In pursuit of knowledge-based Slovenia: Is knowledge transfer to agriculture stuck in faculties?


  • Duška Knežević Hočevar Scientific Research Centre at the Slovenian Academy of Sciences and Arts
  • Majda Černič Istenič Scientific Research Centre at the Slovenian Academy of Sciences and Arts


knowledge-based society, knowledge transfer, academic institutions, agriculture, Slovenia


The pursuit of a competitive “knowledge-based society” in Slovenia has shaped a new mission of academic institutions in their transfer of knowledge to practice. These institutions are expected to link basic and applied research to the rapid transfer of their academic results to knowledge users and consumers in order to contribute to economic development. Such reasoning is also implicitly involved in the imagining of knowledge transfer to agricultural practice. The Slovenian strategy of agricultural development highlights knowledge and its transmission to practice as a key driver of increased labour productivity and competitiveness of farm holdings. However, the academic institutions of a relatively well-established network of formal and informal agricultural education have substantially reduced their transfer of knowledge to practice. What determines such a curtailed transmission of knowledge was the basic research question of the targetedresearch project entitled Challenges and Needs of Agricultural Knowledge Transfer in Slovenia. This article is limited to the understandings of the functioning of knowledge transfer among the knowledge providers from the faculties and secondary schools.

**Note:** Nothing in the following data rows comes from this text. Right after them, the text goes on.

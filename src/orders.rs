//! Order records, accept/reject actions, and QR handover verification.

use base64::engine::general_purpose::STANDARD as BASE64_STANDARD;
use base64::Engine as _;
use reqwest::Method;
use serde::{Deserialize, Serialize};
use serde_json::{json, Value};
use tracing::{info, warn};
use uuid::Uuid;

use crate::api::ApiError;
use crate::Client;

// ---------------------------------------------------------------------------
// Types
// ---------------------------------------------------------------------------

/// Order lifecycle status. Unknown strings are preserved, not dropped - the
/// backend grows statuses faster than clients ship.
#[derive(Debug, Clone, PartialEq, Eq, Serialize, Deserialize)]
#[serde(from = "String", into = "String")]
pub enum OrderStatus {
    PendingStore,
    Accepted,
    Rejected,
    Delivered,
    Other(String),
}

impl From<String> for OrderStatus {
    fn from(s: String) -> Self {
        match s.as_str() {
            "pending_store" => Self::PendingStore,
            "accepted" => Self::Accepted,
            "rejected" => Self::Rejected,
            "delivered" => Self::Delivered,
            _ => Self::Other(s),
        }
    }
}

impl From<OrderStatus> for String {
    fn from(status: OrderStatus) -> Self {
        status.as_str().to_string()
    }
}

impl OrderStatus {
    pub fn as_str(&self) -> &str {
        match self {
            Self::PendingStore => "pending_store",
            Self::Accepted => "accepted",
            Self::Rejected => "rejected",
            Self::Delivered => "delivered",
            Self::Other(s) => s,
        }
    }
}

#[derive(Debug, Clone, Serialize, Deserialize, PartialEq)]
pub struct OrderItem {
    pub product_name: String,
    pub quantity: f64,
    pub unit: String,
    #[serde(default)]
    pub image_url: Option<String>,
}

#[derive(Debug, Clone, Serialize, Deserialize, PartialEq)]
pub struct Order {
    pub id: String,
    pub order_code: String,
    pub status: OrderStatus,
    #[serde(default)]
    pub order_items: Vec<OrderItem>,
    #[serde(default)]
    pub delivery_address: Option<String>,
    #[serde(default)]
    pub total_amount: f64,
    #[serde(default)]
    pub placed_at: Option<String>,
}

impl Order {
    /// Parse an order from a backend response row. Rows without an id are
    /// dropped by callers; everything else degrades to defaults.
    pub fn from_json(v: &Value) -> Option<Self> {
        let id = crate::value_str(v, &["id", "orderId", "order_id"])?;
        let status = crate::value_str(v, &["status"]).unwrap_or_default();
        let order_items = v
            .get("order_items")
            .or_else(|| v.get("items"))
            .and_then(Value::as_array)
            .map(|items| items.iter().map(OrderItem::from_json).collect())
            .unwrap_or_default();
        Some(Self {
            id,
            order_code: crate::value_str(v, &["order_code", "orderCode"]).unwrap_or_default(),
            status: OrderStatus::from(status),
            order_items,
            delivery_address: crate::value_str(v, &["delivery_address", "deliveryAddress"]),
            total_amount: crate::value_f64(v, &["total_amount", "totalAmount"]).unwrap_or(0.0),
            placed_at: crate::value_str(v, &["placed_at", "placedAt", "created_at"]),
        })
    }
}

impl OrderItem {
    fn from_json(v: &Value) -> Self {
        // Item images sometimes hang off an embedded product row
        let image_url = crate::value_str(v, &["image_url", "imageUrl"]).or_else(|| {
            v.get("products")
                .and_then(|p| crate::value_str(p, &["image_url"]))
        });
        Self {
            product_name: crate::value_str(v, &["product_name", "productName", "name"])
                .unwrap_or_else(|| "Product".to_string()),
            quantity: crate::value_f64(v, &["quantity"]).unwrap_or(0.0),
            unit: crate::value_str(v, &["unit"]).unwrap_or_default(),
            image_url,
        }
    }
}

// ---------------------------------------------------------------------------
// Fetching
// ---------------------------------------------------------------------------

/// List the store's orders, newest backend ordering preserved.
pub async fn fetch_store_orders(
    client: &Client,
    token: &str,
    store_id: &str,
) -> Result<Vec<Order>, String> {
    let resp = client
        .backend
        .get(
            &format!("/store-owner/stores/{store_id}/orders"),
            Some(token),
        )
        .await
        .map_err(|e| e.to_string())?;

    let orders = resp
        .get("orders")
        .and_then(Value::as_array)
        .map(|rows| rows.iter().filter_map(Order::from_json).collect())
        .unwrap_or_default();
    Ok(orders)
}

/// Fetch one order with full line items and delivery address.
pub async fn fetch_order(client: &Client, token: &str, order_id: &str) -> Result<Order, String> {
    let resp = client
        .backend
        .get(&format!("/store-owner/orders/{order_id}"), Some(token))
        .await
        .map_err(|e| e.to_string())?;

    resp.get("order")
        .and_then(Order::from_json)
        .ok_or_else(|| "Malformed order response".to_string())
}

// ---------------------------------------------------------------------------
// Accept / reject
// ---------------------------------------------------------------------------

async fn resolve_order(
    client: &Client,
    token: &str,
    order_id: &str,
    action: &str,
) -> Result<(), String> {
    let path = format!("/store-owner/orders/{order_id}/{action}");
    // One idempotency key across the retry pair: the backend can dedupe if
    // the first attempt landed and only the response was lost.
    let idempotency_key = format!("order:{action}:{order_id}:{}", Uuid::new_v4());
    let headers = [("Idempotency-Key", idempotency_key.clone())];

    let first = client
        .backend
        .request(Method::POST, &path, Some(token), Some(&json!({})), &headers)
        .await;

    match first {
        Ok(_) => {
            info!(order_id, action, "order resolved");
            Ok(())
        }
        Err(e) if e.is_transport() => {
            warn!(order_id, action, error = %e, "transport failure, retrying once");
            client
                .backend
                .request(Method::POST, &path, Some(token), Some(&json!({})), &headers)
                .await
                .map(|_| info!(order_id, action, "order resolved on retry"))
                .map_err(|e| e.to_string())
        }
        Err(e) => Err(e.to_string()),
    }
}

/// Accept a pending order.
pub async fn accept_order(client: &Client, token: &str, order_id: &str) -> Result<(), String> {
    resolve_order(client, token, order_id, "accept").await
}

/// Reject a pending order (user action or countdown timeout).
pub async fn reject_order(client: &Client, token: &str, order_id: &str) -> Result<(), String> {
    resolve_order(client, token, order_id, "reject").await
}

// ---------------------------------------------------------------------------
// QR verification
// ---------------------------------------------------------------------------

/// Extract the verification token from a scanned QR payload.
///
/// Scanners hand over whatever was encoded: a bare token, a JSON object
/// `{"token": ...}`, or that JSON base64/base64url-encoded. Unrecognisable
/// payloads pass through raw and let the backend reject them.
pub fn decode_scanned_token(raw: &str) -> String {
    let trimmed = raw.trim();

    if let Some(token) = token_from_json_str(trimmed) {
        return token;
    }

    let compact: String = trimmed.chars().filter(|c| !c.is_whitespace()).collect();
    if compact.len() >= 20 {
        let base64 = compact.replace('-', "+").replace('_', "/");
        let padded = format!(
            "{}{}",
            base64,
            "=".repeat((4usize.wrapping_sub(base64.len() % 4)) % 4)
        );
        if let Ok(decoded) = BASE64_STANDARD.decode(padded) {
            if let Ok(text) = String::from_utf8(decoded) {
                if let Some(token) = token_from_json_str(&text) {
                    return token;
                }
            }
        }
    }

    trimmed.to_string()
}

fn token_from_json_str(raw: &str) -> Option<String> {
    if !raw.starts_with('{') {
        return None;
    }
    let value: Value = serde_json::from_str(raw).ok()?;
    crate::value_str(&value, &["token", "qr_token", "qrToken"])
}

/// Map backend QR error codes to user-readable messages.
fn qr_error_message(code: &str) -> Option<&'static str> {
    match code {
        "MISSING_TOKEN" => Some("Invalid QR code."),
        "ORDER_NOT_FOUND" => Some("Order not found."),
        "INVALID_ORDER_STATE" => Some("Order is not ready for verification."),
        "QR_ALREADY_USED" => Some("This QR code has already been used."),
        "QR_MISMATCH" => Some("This QR does not belong to the selected order."),
        "ORDER_FETCH_FAILED" => Some("Could not verify order. Please try again."),
        "UPDATE_FAILED" => Some("Verification failed. Please retry."),
        _ => None,
    }
}

/// Verify a scanned QR against an order (customer handover).
pub async fn verify_qr(
    client: &Client,
    token: &str,
    order_id: &str,
    scanned: &str,
) -> Result<(), String> {
    let qr_token = decode_scanned_token(scanned);
    let result = client
        .backend
        .post(
            &format!("/store-owner/orders/{order_id}/verify-qr"),
            Some(token),
            &json!({ "token": qr_token }),
        )
        .await;

    match result {
        Ok(_) => {
            info!(order_id, "QR verified, order handed over");
            Ok(())
        }
        Err(ApiError::Conflict { code, message }) => {
            Err(qr_error_message(&code).map(str::to_string).unwrap_or(message))
        }
        Err(e) => Err(format!(
            "Something went wrong while verifying the QR: {e}"
        )),
    }
}

// ---------------------------------------------------------------------------
// Payments
// ---------------------------------------------------------------------------

#[derive(Debug, Clone, Serialize, Deserialize, PartialEq)]
pub struct Payment {
    pub id: String,
    #[serde(default)]
    pub order_code: String,
    #[serde(default)]
    pub items_total: f64,
    #[serde(default)]
    pub delivery_bonus: f64,
    #[serde(default)]
    pub total_amount: f64,
}

/// A day's delivered-order payments plus the running total.
#[derive(Debug, Clone, Default, PartialEq)]
pub struct PaymentsDay {
    pub payments: Vec<Payment>,
    pub day_total: f64,
}

/// Fetch the payments recorded for a store on `date` (`YYYY-MM-DD`).
pub async fn fetch_payments(
    client: &Client,
    token: &str,
    store_id: &str,
    date: &str,
) -> Result<PaymentsDay, String> {
    let resp = client
        .backend
        .get_query(
            &format!("/store-owner/stores/{store_id}/payments"),
            &[("date", date.to_string())],
            Some(token),
        )
        .await
        .map_err(|e| e.to_string())?;

    let payments = resp
        .get("payments")
        .and_then(Value::as_array)
        .map(|rows| {
            rows.iter()
                .filter_map(|row| serde_json::from_value(row.clone()).ok())
                .collect()
        })
        .unwrap_or_default();
    let day_total = crate::value_f64(&resp, &["day_total", "dayTotal"]).unwrap_or(0.0);

    Ok(PaymentsDay {
        payments,
        day_total,
    })
}

#[cfg(test)]
mod tests {
    use super::*;

    #[test]
    fn status_roundtrips_and_preserves_unknowns() {
        assert_eq!(OrderStatus::from("pending_store".to_string()), OrderStatus::PendingStore);
        assert_eq!(OrderStatus::PendingStore.as_str(), "pending_store");
        let custom = OrderStatus::from("out_for_delivery".to_string());
        assert_eq!(custom, OrderStatus::Other("out_for_delivery".to_string()));
        assert_eq!(custom.as_str(), "out_for_delivery");
    }

    #[test]
    fn order_parses_with_nested_item_image() {
        let raw = serde_json::json!({
            "id": "O1",
            "order_code": "A1B2",
            "status": "pending_store",
            "total_amount": 120.5,
            "delivery_address": "12 Hill Road",
            "order_items": [
                { "product_name": "Rice", "quantity": 2, "unit": "kg", "image_url": "https://img/rice.png" },
                { "product_name": "Milk", "quantity": 1, "unit": "l", "products": { "image_url": "https://img/milk.png" } }
            ]
        });
        let order = Order::from_json(&raw).expect("order should parse");
        assert_eq!(order.status, OrderStatus::PendingStore);
        assert_eq!(order.order_items.len(), 2);
        assert_eq!(
            order.order_items[1].image_url.as_deref(),
            Some("https://img/milk.png")
        );
        assert!((order.total_amount - 120.5).abs() < f64::EPSILON);
    }

    #[test]
    fn order_without_id_is_rejected() {
        let raw = serde_json::json!({ "order_code": "A1B2", "status": "pending_store" });
        assert!(Order::from_json(&raw).is_none());
    }

    #[test]
    fn scanned_token_accepted_raw_json_and_base64() {
        assert_eq!(decode_scanned_token("  plain-token-123  "), "plain-token-123");

        assert_eq!(
            decode_scanned_token(r#"{"token": "json-token-456"}"#),
            "json-token-456"
        );

        let encoded = BASE64_STANDARD.encode(r#"{"token": "b64-token-789"}"#);
        assert_eq!(decode_scanned_token(&encoded), "b64-token-789");

        // Unrecognisable payloads pass through for the backend to reject
        assert_eq!(decode_scanned_token("short"), "short");
    }

    #[test]
    fn qr_error_codes_map_to_readable_messages() {
        assert_eq!(
            qr_error_message("QR_ALREADY_USED"),
            Some("This QR code has already been used.")
        );
        assert_eq!(
            qr_error_message("QR_MISMATCH"),
            Some("This QR does not belong to the selected order.")
        );
        assert_eq!(qr_error_message("SOMETHING_NEW"), None);
    }
}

The results show that irrespective of the primary mission of educational institutions, i.e. the transfer of knowledge into practice, the institutions reveal two cases at either end of the spectrum: a self-contained faculty educational system and the open consortium of agricultural secondary schools. While the faculties have adopted the working strategy ‘The more efficient you are as a researcher, the less concerned you are with the transfer of knowledge to practice,’ the secondary schools for agriculture have cooperated on joint projects that have accelerated and improved knowledge transfer to the “real environment”.